EXERCISE INSTRUCTIONS:
Set the listing down once more, exactly as given.
----
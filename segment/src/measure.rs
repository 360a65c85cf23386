//! Visible length measurement.

/// Counts the characters of `text` that are not whitespace.
///
/// Whitespace is treated as zero-width, so the count approximates the
/// reading length of mixed CJK/Latin text better than a byte or char count.
///
/// ```rust
/// use mandala_segment::visible_length;
///
/// assert_eq!(visible_length("a b\n c"), 3);
/// assert_eq!(visible_length("甜蜜 長度"), 4);
/// assert_eq!(visible_length(""), 0);
/// ```
#[must_use]
pub fn visible_length(text: &str) -> usize {
    text.chars().filter(|c| !c.is_whitespace()).count()
}
//! Ceiling-bounded paragraph splitting.

use crate::measure::visible_length;
use crate::types::{Piece, Provenance};

use super::{HardWrapper, SentenceSplitter};

/// Splits a paragraph into pieces whose visible length stays under a ceiling.
///
/// Paragraphs that already fit are returned whole. Longer ones are cut into
/// sentences, which are greedily joined back together (separated by a single
/// space) as long as the result fits. A sentence that does not fit on its own
/// is handed to [`HardWrapper`] and each window becomes its own piece.
#[derive(Debug, Clone, Copy, PartialEq, Eq)]
pub struct ParagraphSplitter {
    ceiling: usize,
    wrapper: HardWrapper,
}

impl ParagraphSplitter {
    /// Creates a splitter with the given ceiling in visible characters.
    #[must_use]
    pub const fn new(ceiling: usize) -> Self {
        Self {
            ceiling,
            wrapper: HardWrapper::for_ceiling(ceiling),
        }
    }

    /// Ceiling in visible characters.
    #[must_use]
    pub const fn ceiling(&self) -> usize {
        self.ceiling
    }

    /// Splits `paragraph` and records how each piece was produced.
    #[must_use]
    pub fn pieces(&self, paragraph: &str) -> Vec<Piece> {
        let trimmed = paragraph.trim();
        if trimmed.is_empty() {
            return Vec::new();
        }
        if visible_length(trimmed) <= self.ceiling {
            return vec![Piece::new(trimmed, Provenance::Paragraph)];
        }

        let sentences = SentenceSplitter.sentences(trimmed);
        let mut out = Vec::new();
        let mut buffer = String::new();
        // Visible length of `buffer`; the joining space never counts.
        let mut buffer_len = 0usize;

        for sentence in sentences {
            let sentence_len = visible_length(sentence);

            if buffer.is_empty() && sentence_len <= self.ceiling {
                buffer.push_str(sentence);
                buffer_len = sentence_len;
                continue;
            }
            if !buffer.is_empty() && buffer_len + sentence_len <= self.ceiling {
                buffer.push(' ');
                buffer.push_str(sentence);
                buffer_len += sentence_len;
                continue;
            }

            if !buffer.is_empty() {
                out.push(Piece::new(buffer.trim(), Provenance::Sentences));
                buffer.clear();
                buffer_len = 0;
            }

            if sentence_len > self.ceiling {
                tracing::trace!(
                    sentence_len,
                    ceiling = self.ceiling,
                    window = self.wrapper.window(),
                    "hard wrapping oversize sentence"
                );
                out.extend(
                    self.wrapper
                        .windows(sentence)
                        .into_iter()
                        .map(|window| Piece::new(window, Provenance::HardWrap)),
                );
            } else {
                buffer.push_str(sentence);
                buffer_len = sentence_len;
            }
        }

        if !buffer.is_empty() {
            out.push(Piece::new(buffer.trim(), Provenance::Sentences));
        }

        out
    }
}

#[cfg(test)]
mod tests {
    use super::*;

    fn sentence(word: &str, len: usize) -> String {
        format!("{}.", word.repeat(len - 1))
    }

    #[test]
    fn short_paragraph_stays_whole() {
        let splitter = ParagraphSplitter::new(1500);
        let pieces = splitter.pieces("  One. Two. Three.  ");

        assert_eq!(pieces, [Piece::new("One. Two. Three.", Provenance::Paragraph)]);
    }

    #[test]
    fn ceiling_counts_visible_length() {
        // 10 visible characters spread over lots of spaces
        let text = "a b c d e f g h i j";
        let pieces = ParagraphSplitter::new(10).pieces(text);
        assert_eq!(pieces.len(), 1);
    }

    #[test]
    fn sentences_are_regrouped_under_ceiling() {
        let s = sentence("a", 40);
        let text = [s.as_str(); 5].join(" ");
        let pieces = ParagraphSplitter::new(100).pieces(&text);

        // 40 + 40 fits, a third would make 120
        assert_eq!(pieces.len(), 3);
        assert_eq!(pieces[0].text, format!("{s} {s}"));
        assert_eq!(pieces[2].text, s);
        assert!(pieces.iter().all(|p| p.provenance == Provenance::Sentences));
        assert!(pieces.iter().all(|p| visible_length(&p.text) <= 100));
    }

    #[test]
    fn oversize_sentence_is_wrapped_between_buffers() {
        let small = sentence("s", 30);
        let huge = sentence("h", 250);
        let text = format!("{small} {huge} {small}");
        let pieces = ParagraphSplitter::new(100).pieces(&text);

        let kinds: Vec<_> = pieces.iter().map(|p| p.provenance).collect();
        assert_eq!(
            kinds,
            [
                Provenance::Sentences,
                Provenance::HardWrap,
                Provenance::HardWrap,
                Provenance::HardWrap,
                Provenance::HardWrap,
                Provenance::Sentences,
            ]
        );
        assert_eq!(pieces[0].text, small);
        assert_eq!(pieces[1].text.chars().count(), 80);
        assert_eq!(pieces[4].text.chars().count(), 10);
        assert_eq!(pieces[5].text, small);
    }

    #[test]
    fn no_punctuation_falls_back_to_windows() {
        let text = "x".repeat(2000);
        let pieces = ParagraphSplitter::new(1500).pieces(&text);

        assert_eq!(pieces.len(), 2);
        assert_eq!(pieces[0].text.chars().count(), 1125);
        assert_eq!(pieces[1].text.chars().count(), 875);
        assert!(pieces.iter().all(|p| p.provenance == Provenance::HardWrap));
    }

    #[test]
    fn exact_ceiling_fits() {
        let a = sentence("a", 50);
        let b = sentence("b", 50);
        let text = format!("{a} {b} {a}");
        let pieces = ParagraphSplitter::new(100).pieces(&text);

        assert_eq!(pieces.len(), 2);
        assert_eq!(pieces[0].text, format!("{a} {b}"));
    }

    #[test]
    fn blank_paragraph_yields_nothing() {
        assert!(ParagraphSplitter::new(10).pieces(" \n ").is_empty());
    }
}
----
ANSWER SECTION:
filename segment/src/measure.rs
repository 360a65c85cf23386
//! Visible length measurement.

/// Counts the characters of `text` that are not whitespace.
///
/// Whitespace is treated as zero-width, so the count approximates the
/// reading length of mixed CJK/Latin text better than a byte or char count.
///
/// ```rust
/// use mandala_segment::visible_length;
///
/// assert_eq!(visible_length("a b\n c"), 3);
/// assert_eq!(visible_length("甜蜜 長度"), 4);
/// assert_eq!(visible_length(""), 0);
/// ```
#[must_use]
pub fn visible_length(text: &str) -> usize {
    text.chars().filter(|c| !c.is_whitespace()).count()
}
//! Ceiling-bounded paragraph splitting.

use crate::measure::visible_length;
use crate::types::{Piece, Provenance};

use super::{HardWrapper, SentenceSplitter};

/// Splits a paragraph into pieces whose visible length stays under a ceiling.
///
/// Paragraphs that already fit are returned whole. Longer ones are cut into
/// sentences, which are greedily joined back together (separated by a single
/// space) as long as the result fits. A sentence that does not fit on its own
/// is handed to [`HardWrapper`] and each window becomes its own piece.
#[derive(Debug, Clone, Copy, PartialEq, Eq)]
pub struct ParagraphSplitter {
    ceiling: usize,
    wrapper: HardWrapper,
}

impl ParagraphSplitter {
    /// Creates a splitter with the given ceiling in visible characters.
    #[must_use]
    pub const fn new(ceiling: usize) -> Self {
        Self {
            ceiling,
            wrapper: HardWrapper::for_ceiling(ceiling),
        }
    }

    /// Ceiling in visible characters.
    #[must_use]
    pub const fn ceiling(&self) -> usize {
        self.ceiling
    }

    /// Splits `paragraph` and records how each piece was produced.
    #[must_use]
    pub fn pieces(&self, paragraph: &str) -> Vec<Piece> {
        let trimmed = paragraph.trim();
        if trimmed.is_empty() {
            return Vec::new();
        }
        if visible_length(trimmed) <= self.ceiling {
            return vec![Piece::new(trimmed, Provenance::Paragraph)];
        }

        let sentences = SentenceSplitter.sentences(trimmed);
        let mut out = Vec::new();
        let mut buffer = String::new();
        // Visible length of `buffer`; the joining space never counts.
        let mut buffer_len = 0usize;

        for sentence in sentences {
            let sentence_len = visible_length(sentence);

            if buffer.is_empty() && sentence_len <= self.ceiling {
                buffer.push_str(sentence);
                buffer_len = sentence_len;
                continue;
            }
            if !buffer.is_empty() && buffer_len + sentence_len <= self.ceiling {
                buffer.push(' ');
                buffer.push_str(sentence);
                buffer_len += sentence_len;
                continue;
            }

            if !buffer.is_empty() {
                out.push(Piece::new(buffer.trim(), Provenance::Sentences));
                buffer.clear();
                buffer_len = 0;
            }

            if sentence_len > self.ceiling {
                tracing::trace!(
                    sentence_len,
                    ceiling = self.ceiling,
                    window = self.wrapper.window(),
                    "hard wrapping oversize sentence"
                );
                out.extend(
                    self.wrapper
                        .windows(sentence)
                        .into_iter()
                        .map(|window| Piece::new(window, Provenance::HardWrap)),
                );
            } else {
                buffer.push_str(sentence);
                buffer_len = sentence_len;
            }
        }

        if !buffer.is_empty() {
            out.push(Piece::new(buffer.trim(), Provenance::Sentences));
        }

        out
    }
}

#[cfg(test)]
mod tests {
    use super::*;

    fn sentence(word: &str, len: usize) -> String {
        format!("{}.", word.repeat(len - 1))
    }

    #[test]
    fn short_paragraph_stays_whole() {
        let splitter = ParagraphSplitter::new(1500);
        let pieces = splitter.pieces("  One. Two. Three.  ");

        assert_eq!(pieces, [Piece::new("One. Two. Three.", Provenance::Paragraph)]);
    }

    #[test]
    fn ceiling_counts_visible_length() {
        // 10 visible characters spread over lots of spaces
        let text = "a b c d e f g h i j";
        let pieces = ParagraphSplitter::new(10).pieces(text);
        assert_eq!(pieces.len(), 1);
    }

    #[test]
    fn sentences_are_regrouped_under_ceiling() {
        let s = sentence("a", 40);
        let text = [s.as_str(); 5].join(" ");
        let pieces = ParagraphSplitter::new(100).pieces(&text);

        // 40 + 40 fits, a third would make 120
        assert_eq!(pieces.len(), 3);
        assert_eq!(pieces[0].text, format!("{s} {s}"));
        assert_eq!(pieces[2].text, s);
        assert!(pieces.iter().all(|p| p.provenance == Provenance::Sentences));
        assert!(pieces.iter().all(|p| visible_length(&p.text) <= 100));
    }

    #[test]
    fn oversize_sentence_is_wrapped_between_buffers() {
        let small = sentence("s", 30);
        let huge = sentence("h", 250);
        let text = format!("{small} {huge} {small}");
        let pieces = ParagraphSplitter::new(100).pieces(&text);

        let kinds: Vec<_> = pieces.iter().map(|p| p.provenance).collect();
        assert_eq!(
            kinds,
            [
                Provenance::Sentences,
                Provenance::HardWrap,
                Provenance::HardWrap,
                Provenance::HardWrap,
                Provenance::HardWrap,
                Provenance::Sentences,
            ]
        );
        assert_eq!(pieces[0].text, small);
        assert_eq!(pieces[1].text.chars().count(), 80);
        assert_eq!(pieces[4].text.chars().count(), 10);
        assert_eq!(pieces[5].text, small);
    }

    #[test]
    fn no_punctuation_falls_back_to_windows() {
        let text = "x".repeat(2000);
        let pieces = ParagraphSplitter::new(1500).pieces(&text);

        assert_eq!(pieces.len(), 2);
        assert_eq!(pieces[0].text.chars().count(), 1125);
        assert_eq!(pieces[1].text.chars().count(), 875);
        assert!(pieces.iter().all(|p| p.provenance == Provenance::HardWrap));
    }

    #[test]
    fn exact_ceiling_fits() {
        let a = sentence("a", 50);
        let b = sentence("b", 50);
        let text = format!("{a} {b} {a}");
        let pieces = ParagraphSplitter::new(100).pieces(&text);

        assert_eq!(pieces.len(), 2);
        assert_eq!(pieces[0].text, format!("{a} {b}"));
    }

    #[test]
    fn blank_paragraph_yields_nothing() {
        assert!(ParagraphSplitter::new(10).pieces(" \n ").is_empty());
    }
}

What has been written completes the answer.